## Exercise
Report every line of the records that includes the word "filename".

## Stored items
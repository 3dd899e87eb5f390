use axum::{
    async_trait,
    extract::{FromRef, FromRequestParts},
    http::{header::AUTHORIZATION, request::Parts},
};
use tracing::warn;
use uuid::Uuid;

use super::jwt::{JwtKeys, TokenError};
use crate::errors::AppError;

/// Extracts and validates the bearer token, returning the user ID.
#[derive(Debug, Clone, Copy)]
pub struct AuthUser(pub Uuid);

/// The web client sends the British spelling.
const AUTHORISATION: &str = "authorisation";

#[async_trait]
impl<S> FromRequestParts<S> for AuthUser
where
    S: Send + Sync,
    JwtKeys: FromRef<S>,
{
    type Rejection = AppError;

    async fn from_request_parts(parts: &mut Parts, state: &S) -> Result<Self, Self::Rejection> {
        let header = parts
            .headers
            .get(AUTHORIZATION)
            .or_else(|| parts.headers.get(AUTHORISATION))
            .and_then(|v| v.to_str().ok())
            .ok_or(TokenError::Missing)?;

        let token = header
            .strip_prefix("Bearer ")
            .or_else(|| header.strip_prefix("bearer "))
            .ok_or(TokenError::Invalid)?
            .trim();

        let keys = JwtKeys::from_ref(state);
        let claims = keys.verify(token).map_err(|e| {
            warn!(reason = %e, "rejected bearer token");
            e
        })?;

        Ok(AuthUser(claims.sub))
    }
}
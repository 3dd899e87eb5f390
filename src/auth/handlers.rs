use axum::{
    extract::{FromRef, State},
    routing::{get, post},
    Json, Router,
};
use tracing::instrument;

use crate::{
    api::{ok, ApiJson, Envelope},
    auth::{
        dto::{LoginRequest, PublicUser, RegisterRequest, SessionUser, UserPayload},
        extractors::AuthUser,
        jwt::JwtKeys,
        services,
    },
    errors::AppError,
    state::AppState,
};

pub fn auth_routes() -> Router<AppState> {
    Router::new()
        .route("/auth/register", post(register))
        .route("/auth/login", post(login))
        .route("/auth/me", get(get_me))
}

#[instrument(skip(state, payload))]
pub async fn register(
    State(state): State<AppState>,
    ApiJson(payload): ApiJson<RegisterRequest>,
) -> Result<Json<Envelope<UserPayload<SessionUser>>>, AppError> {
    let account = payload.validate()?;
    let keys = JwtKeys::from_ref(&state);
    let user = services::register(state.users.as_ref(), &keys, account).await?;
    Ok(ok("User Registered Successfully", UserPayload { user }))
}

#[instrument(skip(state, payload))]
pub async fn login(
    State(state): State<AppState>,
    ApiJson(payload): ApiJson<LoginRequest>,
) -> Result<Json<Envelope<UserPayload<SessionUser>>>, AppError> {
    let creds = payload.validate()?;
    let keys = JwtKeys::from_ref(&state);
    let user = services::login(state.users.as_ref(), &keys, creds).await?;
    Ok(ok("User Logged In Successfully", UserPayload { user }))
}

#[instrument(skip(state))]
pub async fn get_me(
    State(state): State<AppState>,
    AuthUser(user_id): AuthUser,
) -> Result<Json<Envelope<UserPayload<PublicUser>>>, AppError> {
    let user = services::me(state.users.as_ref(), user_id).await?;
    Ok(ok(
        "Fetched User Successfully",
        UserPayload {
            user: PublicUser::from(user),
        },
    ))
}
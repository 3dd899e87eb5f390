//! Feedback generation: transcript in, validated scorecard out.
//!
//! The model is asked for a fixed JSON shape, but its answer is still checked
//! here before anything is stored: exactly five categories, each fixed name
//! once, scores within 0..=100. Categories that come back shuffled are put
//! into canonical order.
use std::collections::HashSet;

use serde::Deserialize;
use serde_json::{json, Value};
use tracing::warn;

use crate::errors::AppError;
use crate::feedback::dto::TranscriptEntry;
use crate::feedback::repo_types::{Category, CategoryScore, Scorecard};
use crate::llm::GenerativeModel;

const WHAT: &str = "feedback";

const SYSTEM: &str = "You are a professional interviewer analyzing a mock interview. \
Your task is to evaluate the candidate based on structured categories. \
You are giving feedback to the interviewee.";

pub fn format_transcript(transcript: &[TranscriptEntry]) -> String {
    transcript
        .iter()
        .map(|t| format!("- {}: {}\n", t.role.trim(), t.content.trim()))
        .collect()
}

pub fn build_prompt(transcript: &[TranscriptEntry]) -> String {
    format!(
        "You are an AI interviewer analyzing a mock interview. Your task is to evaluate the \
candidate based on structured categories. Be thorough and detailed in your analysis. Don't be \
lenient with the candidate. If there are mistakes or areas for improvement, point them out.\n\
Transcript:\n{transcript}\n\
Please score the candidate from 0 to 100 in the following areas. Do not add categories other \
than the ones provided, and use these exact names in this order:\n\
- Communication Skills: Clarity, articulation, structured responses.\n\
- Technical Knowledge: Understanding of key concepts for the role.\n\
- Problem Solving: Ability to analyze problems and propose solutions.\n\
- Cultural Fit: Alignment with company values and job role.\n\
- Confidence and Clarity: Confidence in responses, engagement, and clarity.\n",
        transcript = format_transcript(transcript),
    )
}

/// Response schema in the Gemini `responseSchema` dialect.
pub fn feedback_schema() -> Value {
    let names: Vec<&str> = Category::ALL.iter().map(|c| c.as_str()).collect();
    json!({
        "type": "OBJECT",
        "properties": {
            "totalScore": { "type": "INTEGER" },
            "categoryScores": {
                "type": "ARRAY",
                "minItems": 5,
                "maxItems": 5,
                "items": {
                    "type": "OBJECT",
                    "properties": {
                        "name": { "type": "STRING", "enum": names },
                        "score": { "type": "INTEGER" },
                        "comment": { "type": "STRING" }
                    },
                    "required": ["name", "score", "comment"],
                    "propertyOrdering": ["name", "score", "comment"]
                }
            },
            "strengths": { "type": "ARRAY", "items": { "type": "STRING" } },
            "areasForImprovement": { "type": "ARRAY", "items": { "type": "STRING" } },
            "finalAssessment": { "type": "STRING" }
        },
        "required": [
            "totalScore", "categoryScores", "strengths",
            "areasForImprovement", "finalAssessment"
        ],
        "propertyOrdering": [
            "totalScore", "categoryScores", "strengths",
            "areasForImprovement", "finalAssessment"
        ]
    })
}

#[derive(Debug, Deserialize)]
#[serde(rename_all = "camelCase")]
struct RawFeedback {
    total_score: f64,
    category_scores: Vec<RawCategory>,
    strengths: Vec<String>,
    areas_for_improvement: Vec<String>,
    final_assessment: String,
}

#[derive(Debug, Deserialize)]
struct RawCategory {
    name: String,
    score: f64,
    comment: String,
}

fn score(field: &str, value: f64) -> Result<i32, String> {
    let rounded = value.round();
    if !rounded.is_finite() || !(0.0..=100.0).contains(&rounded) {
        return Err(format!("{field} {value} is outside 0..=100"));
    }
    Ok(rounded as i32)
}

/// Checks the model's object against the fixed shape and returns it in canonical form.
pub fn normalize(value: Value) -> Result<Scorecard, String> {
    let raw: RawFeedback =
        serde_json::from_value(value).map_err(|e| format!("unexpected shape: {e}"))?;

    if raw.category_scores.len() != Category::ALL.len() {
        return Err(format!(
            "expected {} category scores, got {}",
            Category::ALL.len(),
            raw.category_scores.len()
        ));
    }

    let mut seen = HashSet::new();
    let mut categories = Vec::with_capacity(Category::ALL.len());
    for entry in raw.category_scores {
        let name = Category::parse(&entry.name)
            .ok_or_else(|| format!("unknown category '{}'", entry.name))?;
        if !seen.insert(name) {
            return Err(format!("category '{}' appears twice", name.as_str()));
        }
        categories.push(CategoryScore {
            name,
            score: score(name.as_str(), entry.score)?,
            comment: entry.comment.trim().to_string(),
        });
    }
    categories.sort_by_key(|c| c.name.rank());

    Ok(Scorecard {
        total_score: score("totalScore", raw.total_score)?,
        category_scores: categories,
        strengths: raw.strengths,
        areas_for_improvement: raw.areas_for_improvement,
        final_assessment: raw.final_assessment.trim().to_string(),
    })
}

pub async fn generate_scorecard(
    model: &dyn GenerativeModel,
    transcript: &[TranscriptEntry],
) -> Result<Scorecard, AppError> {
    let value = model
        .generate_object(SYSTEM, &build_prompt(transcript), &feedback_schema())
        .await
        .map_err(|e| AppError::Generation {
            what: WHAT,
            detail: e.to_string(),
        })?;

    normalize(value).map_err(|detail| {
        warn!(detail = %detail, "model feedback failed schema check");
        AppError::SchemaMismatch { what: WHAT, detail }
    })
}
//! Question generation: prompt in, validated list of question strings out.
use tracing::{debug, warn};

use crate::errors::AppError;
use crate::interviews::dto::InterviewSpec;
use crate::llm::{strip_json_fences, GenerativeModel};

const WHAT: &str = "questions";

pub fn build_prompt(spec: &InterviewSpec) -> String {
    format!(
        "Prepare questions for a job interview.\n\
         The job role is {role}.\n\
         The job experience level is {level}.\n\
         The tech stack used in the job is: {stack}.\n\
         The focus between behavioural and technical questions should lean towards: {kind}.\n\
         The amount of questions required is: {count}.\n\
         Please return only the questions, without any additional text.\n\
         The questions are going to be read by a voice assistant so do not use \"/\" or \"*\" \
         or any other special characters which might break the voice assistant.\n\
         Return the response formatted like this:\n\
         [\"Question 1\", \"Question 2\", \"Question 3\"]\n",
        role = spec.job_role,
        level = spec.experience_level.as_str(),
        stack = spec.tech_stack.join(", "),
        kind = spec.interview_type.as_str(),
        count = spec.number_of_questions,
    )
}

/// Model output is untrusted: it must be a JSON array of non-blank strings.
pub fn parse_questions(text: &str) -> Result<Vec<String>, String> {
    let body = strip_json_fences(text);
    if body.is_empty() {
        return Err("empty response".into());
    }
    let raw: Vec<String> =
        serde_json::from_str(body).map_err(|e| format!("not a JSON array of strings: {e}"))?;
    if raw.is_empty() {
        return Err("no questions returned".into());
    }
    let questions: Vec<String> = raw.iter().map(|q| q.trim().to_string()).collect();
    if let Some(pos) = questions.iter().position(|q| q.is_empty()) {
        return Err(format!("question {pos} is blank"));
    }
    Ok(questions)
}

pub async fn generate_questions(
    model: &dyn GenerativeModel,
    spec: &InterviewSpec,
) -> Result<Vec<String>, AppError> {
    let prompt = build_prompt(spec);
    let text = model
        .generate_text(&prompt)
        .await
        .map_err(|e| AppError::Generation {
            what: WHAT,
            detail: e.to_string(),
        })?;

    let questions = parse_questions(&text).map_err(|detail| {
        warn!(detail = %detail, "unusable question list from model");
        AppError::Generation { what: WHAT, detail }
    })?;

    if questions.len() != spec.number_of_questions as usize {
        debug!(
            requested = spec.number_of_questions,
            received = questions.len(),
            "question count differs from request"
        );
    }
    Ok(questions)
}
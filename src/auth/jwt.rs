use std::time::Duration;

use axum::extract::FromRef;
use jsonwebtoken::{
    decode, encode, errors::ErrorKind, DecodingKey, EncodingKey, Header, Validation,
};
use thiserror::Error;
use time::{Duration as TimeDuration, OffsetDateTime};
use tracing::debug;
use uuid::Uuid;

use super::claims::Claims;
use crate::{
    config::{JwtConfig, MAX_JWT_TTL_MINUTES},
    errors::AppError,
    state::AppState,
};

#[derive(Debug, Error, PartialEq, Eq)]
pub enum TokenError {
    #[error("Token is missing")]
    Missing,
    #[error("Token is invalid")]
    Invalid,
    #[error("Token has expired")]
    Expired,
}

impl From<TokenError> for AppError {
    fn from(e: TokenError) -> Self {
        AppError::Unauthorized(e.to_string())
    }
}

/// Holds JWT signing and verification keys with config data.
#[derive(Clone)]
pub struct JwtKeys {
    encoding: EncodingKey,
    decoding: DecodingKey,
    issuer: String,
    audience: String,
    ttl: Duration,
}

impl JwtKeys {
    pub fn new(cfg: &JwtConfig) -> Self {
        Self {
            encoding: EncodingKey::from_secret(cfg.secret.as_bytes()),
            decoding: DecodingKey::from_secret(cfg.secret.as_bytes()),
            issuer: cfg.issuer.clone(),
            audience: cfg.audience.clone(),
            ttl: Duration::from_secs(cfg.ttl_minutes.clamp(0, MAX_JWT_TTL_MINUTES) as u64 * 60),
        }
    }

    /// Register and login both go through here, so every token carries the
    /// same expiry policy.
    pub fn sign(&self, user_id: Uuid, email: &str) -> anyhow::Result<String> {
        self.sign_at(user_id, email, OffsetDateTime::now_utc())
    }

    fn sign_at(
        &self,
        user_id: Uuid,
        email: &str,
        issued_at: OffsetDateTime,
    ) -> anyhow::Result<String> {
        let exp = issued_at
            .checked_add(TimeDuration::seconds(self.ttl.as_secs() as i64))
            .ok_or_else(|| anyhow::anyhow!("token expiry out of range"))?;
        let claims = Claims {
            sub: user_id,
            email: email.to_string(),
            iat: issued_at.unix_timestamp() as usize,
            exp: exp.unix_timestamp() as usize,
            iss: self.issuer.clone(),
            aud: self.audience.clone(),
        };
        let token = encode(&Header::default(), &claims, &self.encoding)?;
        debug!(user_id = %user_id, "jwt signed");
        Ok(token)
    }

    pub fn verify(&self, token: &str) -> Result<Claims, TokenError> {
        if token.trim().is_empty() {
            return Err(TokenError::Missing);
        }
        let mut validation = Validation::default();
        validation.set_audience(std::slice::from_ref(&self.audience));
        validation.set_issuer(std::slice::from_ref(&self.issuer));
        let data = decode::<Claims>(token, &self.decoding, &validation).map_err(|e| {
            match e.kind() {
                ErrorKind::ExpiredSignature => TokenError::Expired,
                _ => TokenError::Invalid,
            }
        })?;
        debug!(user_id = %data.claims.sub, "jwt verified");
        Ok(data.claims)
    }
}

impl FromRef<AppState> for JwtKeys {
    fn from_ref(state: &AppState) -> Self {
        JwtKeys::new(&state.config.jwt)
    }
}
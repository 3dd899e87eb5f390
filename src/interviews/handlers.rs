use axum::{
    extract::{Path, State},
    routing::{get, post},
    Json, Router,
};
use tracing::instrument;

use crate::{
    api::{ok, ApiJson, Envelope},
    auth::extractors::AuthUser,
    errors::AppError,
    interviews::{
        dto::{GenerateInterviewRequest, InterviewPayload, InterviewsPayload, OtherInterviewsRequest},
        services,
    },
    state::AppState,
};

pub fn interview_routes() -> Router<AppState> {
    Router::new()
        .route("/interview/generateInterview", post(generate_interview))
        .route("/interview/getUserInterviews", get(list_user_interviews))
        .route("/interview/getAll", post(list_other_interviews))
        .route("/interview/:id", get(get_interview))
}

#[instrument(skip(state, payload))]
pub async fn generate_interview(
    State(state): State<AppState>,
    AuthUser(user_id): AuthUser,
    ApiJson(payload): ApiJson<GenerateInterviewRequest>,
) -> Result<Json<Envelope<InterviewPayload>>, AppError> {
    let spec = payload.validate(user_id)?;
    let interview = services::generate_interview(
        state.interviews.as_ref(),
        state.model.as_ref(),
        user_id,
        spec,
    )
    .await?;
    Ok(ok("Interview created successfully", InterviewPayload { interview }))
}

#[instrument(skip(state))]
pub async fn get_interview(
    State(state): State<AppState>,
    _user: AuthUser,
    Path(id): Path<String>,
) -> Result<Json<Envelope<InterviewPayload>>, AppError> {
    let interview = services::get_interview(state.interviews.as_ref(), &id).await?;
    Ok(ok("Fetched Interview Successfully", InterviewPayload { interview }))
}

#[instrument(skip(state))]
pub async fn list_user_interviews(
    State(state): State<AppState>,
    AuthUser(user_id): AuthUser,
) -> Result<Json<Envelope<InterviewsPayload>>, AppError> {
    let interviews = services::list_for_owner(state.interviews.as_ref(), user_id).await?;
    Ok(ok(
        "Fetched User Interviews Successfully",
        InterviewsPayload { interviews },
    ))
}

#[instrument(skip(state, payload))]
pub async fn list_other_interviews(
    State(state): State<AppState>,
    ApiJson(payload): ApiJson<OtherInterviewsRequest>,
) -> Result<Json<Envelope<InterviewsPayload>>, AppError> {
    let owner = payload.validate()?;
    let interviews = services::list_excluding_owner(state.interviews.as_ref(), owner).await?;
    Ok(ok("Fetched Interviews Successfully", InterviewsPayload { interviews }))
}
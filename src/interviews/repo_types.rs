use serde::{Deserialize, Serialize};
use sqlx::FromRow;
use time::OffsetDateTime;
use uuid::Uuid;

#[derive(Debug, Clone, Copy, PartialEq, Eq, Serialize, Deserialize, sqlx::Type)]
#[sqlx(type_name = "experience_level")]
pub enum ExperienceLevel {
    Beginner,
    Intermediate,
    Advanced,
}

#[derive(Debug, Clone, Copy, PartialEq, Eq, Serialize, Deserialize, sqlx::Type)]
#[sqlx(type_name = "interview_type")]
pub enum InterviewType {
    Technical,
    Behavioural,
    Mixed,
}

impl ExperienceLevel {
    pub const ALL: [ExperienceLevel; 3] = [Self::Beginner, Self::Intermediate, Self::Advanced];

    pub fn as_str(self) -> &'static str {
        match self {
            Self::Beginner => "Beginner",
            Self::Intermediate => "Intermediate",
            Self::Advanced => "Advanced",
        }
    }

    pub fn parse(s: &str) -> Option<Self> {
        Self::ALL.into_iter().find(|v| v.as_str() == s.trim())
    }
}

impl InterviewType {
    pub const ALL: [InterviewType; 3] = [Self::Technical, Self::Behavioural, Self::Mixed];

    pub fn as_str(self) -> &'static str {
        match self {
            Self::Technical => "Technical",
            Self::Behavioural => "Behavioural",
            Self::Mixed => "Mixed",
        }
    }

    pub fn parse(s: &str) -> Option<Self> {
        Self::ALL.into_iter().find(|v| v.as_str() == s.trim())
    }
}

/// Interview record in the database.
#[derive(Debug, Clone, Serialize, Deserialize, FromRow)]
#[serde(rename_all = "camelCase")]
pub struct Interview {
    pub id: Uuid,
    pub created_by: Uuid,
    pub job_role: String,
    pub experience_level: ExperienceLevel,
    pub tech_stack: Vec<String>,
    pub interview_type: InterviewType,
    pub number_of_questions: i32,
    pub questions: Vec<String>,
    pub is_public: bool,
    #[serde(with = "time::serde::rfc3339")]
    pub created_at: OffsetDateTime,
}

/// Everything needed to insert an interview; id and timestamp come from the store.
#[derive(Debug, Clone)]
pub struct NewInterview {
    pub created_by: Uuid,
    pub job_role: String,
    pub experience_level: ExperienceLevel,
    pub tech_stack: Vec<String>,
    pub interview_type: InterviewType,
    pub number_of_questions: i32,
    pub questions: Vec<String>,
    pub is_public: bool,
}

## Your response
filename src/auth/handlers.rs
filename src/auth/jwt.rs
filename src/interviews/handlers.rs
filename src/interviews/repo_types.rs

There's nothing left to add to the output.